## WHAT NEEDS TO BE DONE
The lines to be copied are those below that contain "metadata".

BEGIN

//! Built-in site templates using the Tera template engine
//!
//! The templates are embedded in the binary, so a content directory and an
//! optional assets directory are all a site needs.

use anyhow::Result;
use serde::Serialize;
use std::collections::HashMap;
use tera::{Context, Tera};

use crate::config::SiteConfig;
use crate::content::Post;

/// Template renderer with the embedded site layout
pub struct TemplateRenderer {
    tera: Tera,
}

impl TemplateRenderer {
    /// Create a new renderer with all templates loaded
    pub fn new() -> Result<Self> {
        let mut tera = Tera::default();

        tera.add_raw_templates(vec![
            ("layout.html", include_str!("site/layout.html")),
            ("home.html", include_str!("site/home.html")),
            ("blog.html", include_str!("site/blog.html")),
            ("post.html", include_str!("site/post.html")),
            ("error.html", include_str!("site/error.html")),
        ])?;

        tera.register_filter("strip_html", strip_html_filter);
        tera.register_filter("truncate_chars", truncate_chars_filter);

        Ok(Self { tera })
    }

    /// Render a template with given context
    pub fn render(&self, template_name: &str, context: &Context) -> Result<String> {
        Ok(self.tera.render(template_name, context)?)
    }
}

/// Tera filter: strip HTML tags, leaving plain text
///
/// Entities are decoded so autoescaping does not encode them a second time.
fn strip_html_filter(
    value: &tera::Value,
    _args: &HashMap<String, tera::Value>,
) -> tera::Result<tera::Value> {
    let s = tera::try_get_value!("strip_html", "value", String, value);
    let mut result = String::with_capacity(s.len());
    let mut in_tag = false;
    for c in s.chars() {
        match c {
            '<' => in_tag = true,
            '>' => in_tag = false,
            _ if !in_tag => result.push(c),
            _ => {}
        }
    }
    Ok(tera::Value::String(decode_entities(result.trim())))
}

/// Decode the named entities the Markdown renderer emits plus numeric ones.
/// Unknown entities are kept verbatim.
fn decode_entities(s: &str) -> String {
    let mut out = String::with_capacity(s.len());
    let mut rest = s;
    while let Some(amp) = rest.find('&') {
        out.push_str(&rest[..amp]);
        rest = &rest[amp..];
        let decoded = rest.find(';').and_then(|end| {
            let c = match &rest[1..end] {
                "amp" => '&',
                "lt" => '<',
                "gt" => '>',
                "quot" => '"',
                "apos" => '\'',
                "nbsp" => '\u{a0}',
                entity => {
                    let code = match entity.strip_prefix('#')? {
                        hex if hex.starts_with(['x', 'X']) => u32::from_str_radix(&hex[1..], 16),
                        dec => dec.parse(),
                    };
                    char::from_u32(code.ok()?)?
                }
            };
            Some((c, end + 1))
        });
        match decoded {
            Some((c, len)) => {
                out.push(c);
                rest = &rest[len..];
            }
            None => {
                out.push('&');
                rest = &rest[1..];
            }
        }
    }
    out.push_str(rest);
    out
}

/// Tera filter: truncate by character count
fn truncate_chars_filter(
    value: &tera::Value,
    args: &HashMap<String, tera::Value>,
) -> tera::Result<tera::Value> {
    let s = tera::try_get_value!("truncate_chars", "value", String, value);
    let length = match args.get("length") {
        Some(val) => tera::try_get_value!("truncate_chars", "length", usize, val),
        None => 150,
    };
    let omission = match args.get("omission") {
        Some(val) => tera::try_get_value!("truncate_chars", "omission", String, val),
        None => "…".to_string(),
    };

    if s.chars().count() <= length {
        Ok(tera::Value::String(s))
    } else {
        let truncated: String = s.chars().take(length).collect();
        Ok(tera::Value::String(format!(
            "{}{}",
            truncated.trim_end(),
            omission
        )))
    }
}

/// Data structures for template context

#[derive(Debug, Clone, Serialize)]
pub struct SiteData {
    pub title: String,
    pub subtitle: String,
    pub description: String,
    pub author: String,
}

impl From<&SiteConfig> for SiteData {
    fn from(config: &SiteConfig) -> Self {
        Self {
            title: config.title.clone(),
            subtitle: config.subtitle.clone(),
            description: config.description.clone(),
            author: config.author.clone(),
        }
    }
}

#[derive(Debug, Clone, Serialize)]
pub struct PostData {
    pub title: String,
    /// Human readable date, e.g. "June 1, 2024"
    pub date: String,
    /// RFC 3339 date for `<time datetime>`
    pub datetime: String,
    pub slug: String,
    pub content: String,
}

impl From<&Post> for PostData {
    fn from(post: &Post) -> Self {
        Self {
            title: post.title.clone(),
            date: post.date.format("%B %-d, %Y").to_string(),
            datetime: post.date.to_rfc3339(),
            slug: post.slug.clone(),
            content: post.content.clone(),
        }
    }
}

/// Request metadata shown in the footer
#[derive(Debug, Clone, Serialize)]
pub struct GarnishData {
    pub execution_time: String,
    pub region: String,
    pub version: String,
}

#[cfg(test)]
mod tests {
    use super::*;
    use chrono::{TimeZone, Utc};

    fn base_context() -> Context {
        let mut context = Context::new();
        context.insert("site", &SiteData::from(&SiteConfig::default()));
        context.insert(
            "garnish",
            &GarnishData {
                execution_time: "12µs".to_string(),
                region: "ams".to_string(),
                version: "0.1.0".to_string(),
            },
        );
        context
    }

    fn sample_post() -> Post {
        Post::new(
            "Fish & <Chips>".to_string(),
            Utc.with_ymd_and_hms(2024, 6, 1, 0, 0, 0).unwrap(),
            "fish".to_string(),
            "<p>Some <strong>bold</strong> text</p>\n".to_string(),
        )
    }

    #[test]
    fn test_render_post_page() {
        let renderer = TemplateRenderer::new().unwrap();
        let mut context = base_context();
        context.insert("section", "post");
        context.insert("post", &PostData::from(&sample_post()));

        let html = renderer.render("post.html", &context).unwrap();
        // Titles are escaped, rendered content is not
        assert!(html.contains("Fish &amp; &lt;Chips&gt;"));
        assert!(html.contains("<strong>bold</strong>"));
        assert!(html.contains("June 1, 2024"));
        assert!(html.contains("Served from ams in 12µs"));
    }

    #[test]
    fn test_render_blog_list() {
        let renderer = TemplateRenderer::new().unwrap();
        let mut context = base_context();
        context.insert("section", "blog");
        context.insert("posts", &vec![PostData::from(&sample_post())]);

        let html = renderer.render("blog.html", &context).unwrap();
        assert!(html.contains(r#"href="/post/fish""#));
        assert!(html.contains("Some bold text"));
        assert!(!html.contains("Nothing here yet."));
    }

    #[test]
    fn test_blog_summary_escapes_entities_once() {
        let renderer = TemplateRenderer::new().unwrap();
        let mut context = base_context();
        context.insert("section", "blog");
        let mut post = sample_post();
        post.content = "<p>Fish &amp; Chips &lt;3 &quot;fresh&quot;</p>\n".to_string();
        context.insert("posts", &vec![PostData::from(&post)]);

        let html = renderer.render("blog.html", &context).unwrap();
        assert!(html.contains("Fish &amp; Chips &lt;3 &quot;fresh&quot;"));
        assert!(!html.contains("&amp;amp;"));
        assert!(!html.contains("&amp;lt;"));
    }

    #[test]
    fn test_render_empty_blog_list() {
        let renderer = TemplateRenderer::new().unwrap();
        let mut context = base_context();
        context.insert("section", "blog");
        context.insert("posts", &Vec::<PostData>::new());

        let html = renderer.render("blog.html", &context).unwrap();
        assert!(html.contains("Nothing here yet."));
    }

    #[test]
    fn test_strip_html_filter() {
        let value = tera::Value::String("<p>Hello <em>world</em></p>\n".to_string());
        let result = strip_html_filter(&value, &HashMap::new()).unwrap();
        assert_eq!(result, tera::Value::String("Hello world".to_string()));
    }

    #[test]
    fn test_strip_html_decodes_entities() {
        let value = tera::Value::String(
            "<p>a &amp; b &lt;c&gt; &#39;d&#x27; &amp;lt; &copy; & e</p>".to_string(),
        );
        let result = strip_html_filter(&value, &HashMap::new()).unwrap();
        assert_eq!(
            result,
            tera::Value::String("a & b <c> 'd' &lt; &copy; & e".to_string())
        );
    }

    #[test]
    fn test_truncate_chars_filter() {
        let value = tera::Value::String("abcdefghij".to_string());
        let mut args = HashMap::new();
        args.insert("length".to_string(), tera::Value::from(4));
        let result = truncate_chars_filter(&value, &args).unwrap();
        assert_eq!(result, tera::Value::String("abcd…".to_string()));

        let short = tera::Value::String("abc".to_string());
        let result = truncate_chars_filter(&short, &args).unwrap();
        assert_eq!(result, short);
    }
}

END
BEGIN

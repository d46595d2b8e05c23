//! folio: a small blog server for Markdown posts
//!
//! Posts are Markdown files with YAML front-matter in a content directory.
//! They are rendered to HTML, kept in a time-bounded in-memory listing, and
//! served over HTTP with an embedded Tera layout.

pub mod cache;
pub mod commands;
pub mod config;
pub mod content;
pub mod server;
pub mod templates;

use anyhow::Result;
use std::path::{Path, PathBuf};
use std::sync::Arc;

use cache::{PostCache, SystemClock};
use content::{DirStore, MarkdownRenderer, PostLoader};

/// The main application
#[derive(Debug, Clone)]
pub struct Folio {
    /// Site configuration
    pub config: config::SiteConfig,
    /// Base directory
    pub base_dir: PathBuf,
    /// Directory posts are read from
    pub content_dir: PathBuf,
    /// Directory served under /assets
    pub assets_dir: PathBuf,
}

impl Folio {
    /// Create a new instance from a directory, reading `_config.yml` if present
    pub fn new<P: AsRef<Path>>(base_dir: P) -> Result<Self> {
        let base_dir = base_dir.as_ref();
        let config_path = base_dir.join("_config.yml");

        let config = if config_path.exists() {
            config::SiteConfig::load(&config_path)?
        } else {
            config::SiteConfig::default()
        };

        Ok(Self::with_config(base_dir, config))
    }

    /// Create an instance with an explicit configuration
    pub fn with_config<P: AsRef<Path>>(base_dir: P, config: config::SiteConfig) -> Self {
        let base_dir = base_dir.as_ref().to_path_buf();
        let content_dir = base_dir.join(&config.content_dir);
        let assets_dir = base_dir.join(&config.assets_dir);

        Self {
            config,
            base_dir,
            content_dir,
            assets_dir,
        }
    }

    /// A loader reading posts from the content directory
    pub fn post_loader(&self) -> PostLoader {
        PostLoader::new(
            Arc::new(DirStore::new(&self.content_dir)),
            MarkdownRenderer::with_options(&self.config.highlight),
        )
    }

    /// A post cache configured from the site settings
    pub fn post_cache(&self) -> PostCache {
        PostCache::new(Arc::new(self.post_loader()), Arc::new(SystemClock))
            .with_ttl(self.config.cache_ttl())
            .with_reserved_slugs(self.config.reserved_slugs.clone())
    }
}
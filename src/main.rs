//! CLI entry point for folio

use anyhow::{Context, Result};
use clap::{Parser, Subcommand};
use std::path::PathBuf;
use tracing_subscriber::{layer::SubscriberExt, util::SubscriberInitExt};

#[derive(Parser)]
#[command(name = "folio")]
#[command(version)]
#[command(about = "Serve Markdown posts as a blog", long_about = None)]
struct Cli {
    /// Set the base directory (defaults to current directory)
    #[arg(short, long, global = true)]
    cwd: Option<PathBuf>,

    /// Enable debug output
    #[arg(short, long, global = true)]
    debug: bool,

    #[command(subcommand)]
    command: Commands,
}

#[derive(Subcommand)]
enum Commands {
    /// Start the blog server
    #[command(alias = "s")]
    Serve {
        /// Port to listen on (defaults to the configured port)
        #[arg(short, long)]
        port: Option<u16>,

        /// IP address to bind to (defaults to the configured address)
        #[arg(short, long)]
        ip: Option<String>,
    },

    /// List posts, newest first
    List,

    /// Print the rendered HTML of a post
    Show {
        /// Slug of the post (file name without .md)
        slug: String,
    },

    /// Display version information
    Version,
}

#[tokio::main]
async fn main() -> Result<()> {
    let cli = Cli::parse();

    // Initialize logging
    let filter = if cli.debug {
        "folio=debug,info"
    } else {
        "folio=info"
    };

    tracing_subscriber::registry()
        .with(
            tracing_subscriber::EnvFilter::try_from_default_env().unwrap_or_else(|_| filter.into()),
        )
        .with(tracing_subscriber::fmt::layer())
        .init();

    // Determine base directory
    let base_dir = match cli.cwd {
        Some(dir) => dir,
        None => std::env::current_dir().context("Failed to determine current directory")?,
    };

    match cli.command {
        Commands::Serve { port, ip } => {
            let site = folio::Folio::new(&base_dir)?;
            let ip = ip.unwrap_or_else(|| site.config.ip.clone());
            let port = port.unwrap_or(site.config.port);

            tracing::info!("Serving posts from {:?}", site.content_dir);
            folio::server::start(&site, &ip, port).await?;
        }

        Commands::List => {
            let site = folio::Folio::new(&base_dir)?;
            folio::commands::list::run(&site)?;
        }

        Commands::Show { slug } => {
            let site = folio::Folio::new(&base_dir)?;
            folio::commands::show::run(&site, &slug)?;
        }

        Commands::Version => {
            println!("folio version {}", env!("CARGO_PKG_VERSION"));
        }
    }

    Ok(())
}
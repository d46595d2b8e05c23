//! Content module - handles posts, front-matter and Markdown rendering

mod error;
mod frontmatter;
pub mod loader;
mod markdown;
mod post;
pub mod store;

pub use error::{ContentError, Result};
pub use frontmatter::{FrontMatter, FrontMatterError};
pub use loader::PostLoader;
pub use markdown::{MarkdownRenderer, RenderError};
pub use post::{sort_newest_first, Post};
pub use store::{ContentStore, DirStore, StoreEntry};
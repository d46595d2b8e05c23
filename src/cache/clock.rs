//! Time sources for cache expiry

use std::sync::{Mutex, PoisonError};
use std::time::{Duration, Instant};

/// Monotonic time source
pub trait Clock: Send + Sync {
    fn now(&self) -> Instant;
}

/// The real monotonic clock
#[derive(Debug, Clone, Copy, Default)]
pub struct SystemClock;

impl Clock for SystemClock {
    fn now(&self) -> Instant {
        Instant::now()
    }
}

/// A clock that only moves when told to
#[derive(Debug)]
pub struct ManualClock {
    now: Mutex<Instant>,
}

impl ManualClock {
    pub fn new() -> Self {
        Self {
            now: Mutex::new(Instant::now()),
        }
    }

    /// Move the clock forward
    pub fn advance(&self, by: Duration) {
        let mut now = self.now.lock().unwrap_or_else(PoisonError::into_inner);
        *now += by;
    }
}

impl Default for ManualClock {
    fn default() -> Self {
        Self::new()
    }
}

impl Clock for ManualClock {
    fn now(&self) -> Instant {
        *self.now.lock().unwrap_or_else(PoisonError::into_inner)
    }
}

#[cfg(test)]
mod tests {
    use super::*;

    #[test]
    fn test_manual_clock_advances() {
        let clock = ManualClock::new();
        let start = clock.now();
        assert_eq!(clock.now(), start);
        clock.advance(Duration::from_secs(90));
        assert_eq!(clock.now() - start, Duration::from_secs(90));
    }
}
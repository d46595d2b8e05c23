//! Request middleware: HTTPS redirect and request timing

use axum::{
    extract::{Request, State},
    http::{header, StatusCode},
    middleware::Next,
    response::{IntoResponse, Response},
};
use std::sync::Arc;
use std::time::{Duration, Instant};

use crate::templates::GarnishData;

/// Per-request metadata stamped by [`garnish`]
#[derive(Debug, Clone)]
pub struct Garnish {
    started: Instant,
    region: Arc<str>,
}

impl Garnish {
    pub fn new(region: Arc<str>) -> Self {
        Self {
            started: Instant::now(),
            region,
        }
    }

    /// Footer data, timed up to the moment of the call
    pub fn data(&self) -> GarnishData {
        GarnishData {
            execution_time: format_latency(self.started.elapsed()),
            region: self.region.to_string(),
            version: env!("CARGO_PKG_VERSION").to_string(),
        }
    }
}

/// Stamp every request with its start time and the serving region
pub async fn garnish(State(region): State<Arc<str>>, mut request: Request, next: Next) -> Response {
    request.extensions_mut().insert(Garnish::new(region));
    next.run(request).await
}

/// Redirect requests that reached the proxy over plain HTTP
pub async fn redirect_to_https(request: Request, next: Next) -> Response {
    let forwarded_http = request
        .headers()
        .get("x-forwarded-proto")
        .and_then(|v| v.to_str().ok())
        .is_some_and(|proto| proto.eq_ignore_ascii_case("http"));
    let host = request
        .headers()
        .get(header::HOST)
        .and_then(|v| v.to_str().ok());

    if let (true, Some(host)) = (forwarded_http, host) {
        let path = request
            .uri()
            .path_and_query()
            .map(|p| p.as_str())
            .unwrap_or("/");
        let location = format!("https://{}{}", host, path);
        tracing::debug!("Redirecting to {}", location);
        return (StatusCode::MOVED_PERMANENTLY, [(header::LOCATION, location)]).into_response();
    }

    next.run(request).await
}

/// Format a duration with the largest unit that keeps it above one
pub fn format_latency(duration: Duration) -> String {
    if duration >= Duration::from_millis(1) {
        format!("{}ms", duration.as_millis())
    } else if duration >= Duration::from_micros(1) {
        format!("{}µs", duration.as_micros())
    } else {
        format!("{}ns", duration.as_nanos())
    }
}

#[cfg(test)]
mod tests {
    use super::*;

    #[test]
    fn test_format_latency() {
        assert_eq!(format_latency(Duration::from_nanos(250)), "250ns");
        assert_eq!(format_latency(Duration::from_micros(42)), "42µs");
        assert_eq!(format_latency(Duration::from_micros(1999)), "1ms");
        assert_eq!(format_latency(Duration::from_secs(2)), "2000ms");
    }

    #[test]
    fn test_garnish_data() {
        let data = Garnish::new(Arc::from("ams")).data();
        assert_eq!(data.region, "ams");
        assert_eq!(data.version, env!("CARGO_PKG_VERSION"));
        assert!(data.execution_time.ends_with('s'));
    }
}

END

## REPLY TO THE TASK
/// Request metadata shown in the footer
/// Per-request metadata stamped by [`garnish`]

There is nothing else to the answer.